DNA sequencing evidence suggests that L. bispora is basal to Corynelia spp.

== Morphology ==
L. bispora forms small, black, usually subcircular mycelial masses (stromata) on incised margins of its host's leaves. Several can form on one leaf in a scattered pattern. The stromata have occasionally been observed to come together, forming more elongated shapes on their substrate.

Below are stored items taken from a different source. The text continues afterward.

use async_trait::async_trait;
use log::{debug, warn};
use serde::{Deserialize, Serialize};
use tokio::process::Command;

#[cfg(test)]
use mockall::automock;

use crate::core::error::DispatchError;

/// Everything needed to open one session and start one benchmark run in it
#[derive(Debug, Clone, Serialize, Deserialize, PartialEq)]
pub struct LaunchRequest {
    /// Session to create
    pub session_name: String,
    /// Interpreter, e.g. `python`
    pub program: String,
    /// Script path followed by its arguments
    pub args: Vec<String>,
    /// Seconds to sleep inside the session before running
    pub start_delay_secs: u64,
    /// Line typed into the session
    pub shell_line: String,
}

impl LaunchRequest {
    pub fn new(
        session_name: &str,
        program: &str,
        args: Vec<String>,
        start_delay_secs: u64,
        hold_open: bool,
    ) -> Self {
        let shell_line = compose_shell_line(program, &args, start_delay_secs, hold_open);
        Self {
            session_name: session_name.to_string(),
            program: program.to_string(),
            args,
            start_delay_secs,
            shell_line,
        }
    }
}

/// `[sleep N; ]program args...[; read]`
fn compose_shell_line(program: &str, args: &[String], start_delay_secs: u64, hold_open: bool) -> String {
    let mut command = Vec::with_capacity(args.len() + 1);
    command.push(shell_quote(program));
    command.extend(args.iter().map(|arg| shell_quote(arg)));

    let mut line = String::new();
    if start_delay_secs > 0 {
        line.push_str(&format!("sleep {}; ", start_delay_secs));
    }
    line.push_str(&command.join(" "));
    if hold_open {
        line.push_str("; read");
    }
    line
}

/// Single-quote a word for a POSIX shell unless it is made only of safe characters
pub fn shell_quote(word: &str) -> String {
    let safe = !word.is_empty()
        && word
            .chars()
            .all(|c| c.is_ascii_alphanumeric() || "_./=:,+-".contains(c));
    if safe {
        word.to_string()
    } else {
        format!("'{}'", word.replace('\'', r"'\''"))
    }
}

/// Opens detached terminal sessions and types a command into them
#[cfg_attr(test, automock)]
#[async_trait]
pub trait SessionLauncher: Send + Sync {
    /// Create the session and start the request's command in it.
    /// Returns once the command has been handed to the session.
    async fn launch(&self, request: &LaunchRequest) -> Result<(), DispatchError>;

    /// Whether a session with this name is currently open
    async fn session_exists(&self, session_name: &str) -> Result<bool, DispatchError>;
}

/// tmux-backed launcher
#[derive(Debug, Clone)]
pub struct TmuxLauncher {
    binary: String,
}

impl TmuxLauncher {
    pub fn new(binary: &str) -> Self {
        Self {
            binary: binary.to_string(),
        }
    }

    async fn run(&self, args: &[&str]) -> Result<std::process::Output, DispatchError> {
        debug!("Running {} {:?}", self.binary, args);
        let output = Command::new(&self.binary).args(args).output().await?;
        Ok(output)
    }

    fn failure(&self, action: &str, session_name: &str, output: &std::process::Output) -> DispatchError {
        let stderr = String::from_utf8_lossy(&output.stderr);
        DispatchError::LaunchError(format!(
            "{} {} for session '{}' failed ({}): {}",
            self.binary,
            action,
            session_name,
            output.status,
            stderr.trim()
        ))
    }
}

/// Exact-match session target; a bare name is a prefix match in tmux
fn session_target(session_name: &str) -> String {
    format!("={}", session_name)
}

/// Active pane of the exactly-named session
fn pane_target(session_name: &str) -> String {
    format!("={}:", session_name)
}

impl Default for TmuxLauncher {
    fn default() -> Self {
        Self::new("tmux")
    }
}

#[async_trait]
impl SessionLauncher for TmuxLauncher {
    async fn launch(&self, request: &LaunchRequest) -> Result<(), DispatchError> {
        let name = request.session_name.as_str();

        let output = self.run(&["new-session", "-d", "-s", name]).await?;
        if !output.status.success() {
            return Err(self.failure("new-session", name, &output));
        }

        let pane = pane_target(name);
        let output = self
            .run(&["send-keys", "-t", pane.as_str(), request.shell_line.as_str(), "C-m"])
            .await?;
        if !output.status.success() {
            // Leave no empty session behind
            let target = session_target(name);
            if let Err(e) = self.run(&["kill-session", "-t", target.as_str()]).await {
                warn!("Could not remove session {} after failed send-keys: {}", name, e);
            }
            return Err(self.failure("send-keys", name, &output));
        }

        Ok(())
    }

    async fn session_exists(&self, session_name: &str) -> Result<bool, DispatchError> {
        let target = session_target(session_name);
        let output = self.run(&["has-session", "-t", target.as_str()]).await?;
        Ok(output.status.success())
    }
}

The sexual fruiting bodies, also known as ascomata, of L. bispora range from 1–2 mm long, and form in crowded radial clusters, erupting from the stromata. Spermogonia, another type of fungal sexual structure that exclusively produces male gametes, are also present. The spermogonia of L. bispora are ovoid and black, and are smaller than the ascomata. The ascomata are flask-shaped (perithecial), with a small hole called an ostiole at the top of each. The ascomata are shiny and black in color, and are narrower than those of Corynelia spp. The inner walls of these fruiting bodies are made up of an interwoven hyphal layer. Paraphyses, sterile structures that help support the asci inside of the ascomata, are not present. The asci of L. bispora are bitunicate, and initially form with thick outer walls that become thinner as they mature. Each mature ascus invariably contains two ascospores. The ascospores themselves are round to elliptical in shape, typically smooth to slightly bumpy in texture, and are 11-15 μm in diameter. Mature ascospores are dark brown in color.

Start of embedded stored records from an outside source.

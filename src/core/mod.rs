//! Run planning and dispatch
//!
//! A `RunPlan` lists the benchmark runs; the `Dispatcher` turns each run into
//! a `LaunchRequest` and hands it to a `SessionLauncher`.

pub mod dispatcher;
pub mod error;
pub mod launcher;
pub mod plan;
pub mod run_spec;

pub use dispatcher::Dispatcher;
pub use error::DispatchError;
pub use launcher::TmuxLauncher;
pub use plan::RunPlan;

L. bispora has been more commonly observed in its sexual morph, but there is evidence of an asexual morph for this species as well. Fitzpatrick described in his first account of the species the presence of pycnidia, an asexual fungal reproductive structure, and pycniospores that were "hyaline, yellowish in mass, [and] fusiform." In 2016, Alan R. Wood et al. described pycnidia that were found alongside a Fijian specimen of L. bispora as belonging to an unidentified fungus, but noted their similarity in shape to the ascomata that L. bispora is known to produce.

== Ecology ==

L. bispora was first observed growing on the undersides of live leaves of Podocarpus milanjianus. It has also been found growing on P. latifolius, P. elongatus, and P. matudae. The IUCN currently regards P. milanjianus and P. latifolius as separate species, but evidence now suggests that P. milanjianus and P. latifolius are synonyms of one another. L. bispora does not infect trees of any other genus, and it only parasitizes its host's leaves; it has not been found on stems or fruit. The number of colonies on one leaf usually ranges from 1-10, and colonies of L. bispora and C. uberata can be found existing together on the same tree. Fungi within Coryneliaeceae do not seem to threaten the lives of Podocarpus trees, but their presence does affect the appearance of the leaves that they inhabit.

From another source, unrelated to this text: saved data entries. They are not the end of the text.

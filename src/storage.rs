// Key-value persistence backends

use crate::models::now_ms;
use eyre::{Context, Result, eyre};
use fs2::FileExt;
use rusqlite::{Connection, OptionalExtension};
use std::collections::HashMap;
use std::fs::{self, File, OpenOptions};
use std::io::{Read, Write};
use std::path::{Path, PathBuf};
use tracing::{debug, info};

/// Scoped key-value string store the task store persists through
pub trait Storage {
    /// Read the value stored under `key`, `None` when absent
    fn read(&self, key: &str) -> Result<Option<String>>;

    /// Replace the value stored under `key`
    fn write(&mut self, key: &str, value: &str) -> Result<()>;
}

impl<S: Storage + ?Sized> Storage for Box<S> {
    fn read(&self, key: &str) -> Result<Option<String>> {
        (**self).read(key)
    }

    fn write(&mut self, key: &str, value: &str) -> Result<()> {
        (**self).write(key, value)
    }
}

fn validate_key(key: &str) -> Result<()> {
    if key.is_empty() {
        return Err(eyre!("Storage key cannot be empty"));
    }
    if key.len() > 64 {
        return Err(eyre!("Storage key too long: {} (max 64 chars)", key));
    }
    if !key.chars().all(|c| c.is_alphanumeric() || c == '_' || c == '-') {
        return Err(eyre!("Invalid storage key: {} (must be alphanumeric with _/-)", key));
    }
    Ok(())
}

// ============================================================================
// In-memory
// ============================================================================

/// In-process storage, mostly for tests and embedding
#[derive(Debug, Default, Clone)]
pub struct MemoryStorage {
    entries: HashMap<String, String>,
    fail_writes: bool,
}

impl MemoryStorage {
    pub fn new() -> Self {
        Self::default()
    }

    /// Make every subsequent write fail, as a full browser quota would
    pub fn fail_writes(&mut self, fail: bool) {
        self.fail_writes = fail;
    }

    pub fn get(&self, key: &str) -> Option<&str> {
        self.entries.get(key).map(String::as_str)
    }

    pub fn insert(&mut self, key: &str, value: &str) {
        self.entries.insert(key.to_string(), value.to_string());
    }
}

impl Storage for MemoryStorage {
    fn read(&self, key: &str) -> Result<Option<String>> {
        Ok(self.entries.get(key).cloned())
    }

    fn write(&mut self, key: &str, value: &str) -> Result<()> {
        if self.fail_writes {
            return Err(eyre!("Storage quota exceeded writing key {}", key));
        }
        self.entries.insert(key.to_string(), value.to_string());
        Ok(())
    }
}

// ============================================================================
// Files
// ============================================================================

/// One `{key}.json` file per key inside a directory
///
/// Writes land in `{key}.json.tmp` and are renamed over the target, so a
/// failed write leaves the previous value intact. `{key}.lock` serializes
/// writers and readers across processes.
#[derive(Debug, Clone)]
pub struct FileStorage {
    base_path: PathBuf,
}

impl FileStorage {
    /// Open or create file storage rooted at `path`
    pub fn open<P: AsRef<Path>>(path: P) -> Result<Self> {
        let base_path = path.as_ref().to_path_buf();
        fs::create_dir_all(&base_path).context("Failed to create storage directory")?;
        info!(path = ?base_path, "Opened file storage");
        Ok(Self { base_path })
    }

    fn key_path(&self, key: &str) -> PathBuf {
        self.base_path.join(format!("{}.json", key))
    }

    fn tmp_path(&self, key: &str) -> PathBuf {
        self.base_path.join(format!("{}.json.tmp", key))
    }

    fn lock_file(&self, key: &str) -> Result<File> {
        OpenOptions::new()
            .create(true)
            .write(true)
            .truncate(false)
            .open(self.base_path.join(format!("{}.lock", key)))
            .context("Failed to open storage lock file")
    }
}

fn replace_file(tmp: &Path, target: &Path, value: &str) -> Result<()> {
    let mut file = File::create(tmp).context("Failed to create temporary storage file")?;
    file.write_all(value.as_bytes())
        .context("Failed to write temporary storage file")?;
    file.sync_all().context("Failed to sync temporary storage file")?;
    fs::rename(tmp, target).context("Failed to move temporary storage file into place")?;
    Ok(())
}

impl Storage for FileStorage {
    fn read(&self, key: &str) -> Result<Option<String>> {
        validate_key(key)?;
        let path = self.key_path(key);
        if !path.exists() {
            return Ok(None);
        }

        let lock = self.lock_file(key)?;
        lock.lock_shared().context("Failed to acquire shared file lock")?;

        let mut file = File::open(&path).context("Failed to open storage file")?;
        let mut content = String::new();
        file.read_to_string(&mut content)
            .context("Failed to read storage file")?;

        Ok(Some(content))
    }

    fn write(&mut self, key: &str, value: &str) -> Result<()> {
        validate_key(key)?;
        let path = self.key_path(key);
        let tmp = self.tmp_path(key);

        // Acquire exclusive lock before touching either file
        let lock = self.lock_file(key)?;
        lock.lock_exclusive().context("Failed to acquire file lock")?;

        if let Err(e) = replace_file(&tmp, &path, value) {
            if tmp.is_file() {
                let _ = fs::remove_file(&tmp);
            }
            return Err(e);
        }

        debug!(key, bytes = value.len(), "Wrote storage file");

        // Lock is automatically released when the lock file is dropped
        Ok(())
    }
}

// ============================================================================
// SQLite
// ============================================================================

/// Single `kv` table in a SQLite database
pub struct SqliteStorage {
    db: Connection,
}

impl SqliteStorage {
    /// Open or create a database file at `path`
    pub fn open<P: AsRef<Path>>(path: P) -> Result<Self> {
        if let Some(parent) = path.as_ref().parent() {
            fs::create_dir_all(parent).context("Failed to create storage directory")?;
        }
        let db = Connection::open(path.as_ref()).context("Failed to open SQLite database")?;
        Self::with_connection(db)
    }

    pub fn open_in_memory() -> Result<Self> {
        let db = Connection::open_in_memory().context("Failed to open in-memory SQLite database")?;
        Self::with_connection(db)
    }

    fn with_connection(db: Connection) -> Result<Self> {
        debug!("Creating kv schema");
        db.execute_batch(
            r#"
            CREATE TABLE IF NOT EXISTS kv (
                key TEXT PRIMARY KEY,
                value TEXT NOT NULL,
                updated_at INTEGER NOT NULL
            );
            "#,
        )?;
        Ok(Self { db })
    }
}

impl Storage for SqliteStorage {
    fn read(&self, key: &str) -> Result<Option<String>> {
        validate_key(key)?;
        let value = self
            .db
            .query_row("SELECT value FROM kv WHERE key = ?1", [key], |row| row.get(0))
            .optional()?;
        Ok(value)
    }

    fn write(&mut self, key: &str, value: &str) -> Result<()> {
        validate_key(key)?;
        self.db.execute(
            "INSERT OR REPLACE INTO kv (key, value, updated_at) VALUES (?1, ?2, ?3)",
            rusqlite::params![key, value, now_ms()],
        )?;
        Ok(())
    }
}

=== Conservation and relevance to humans ===
While the IUCN does not have data regarding the conservation status of L. bispora, it has been described as rare. Because of its high host specificity, its survival as a species is dependent on the conservation of the few species that it infects. P. milanjianus, P. latifolius, and P. elongatus are species of least concern, but P. matudae is vulnerable. Some species of Podocarpus are used by humans for their medicinal properties, their lumber, or for decoration. P. latifolius is the national tree of South Africa.

C. uberata, which is very closely related to L. bispora, has some historical importance. When it was first collected in 1772, it was one of the first fungal plant pathogens native to South Africa to be described.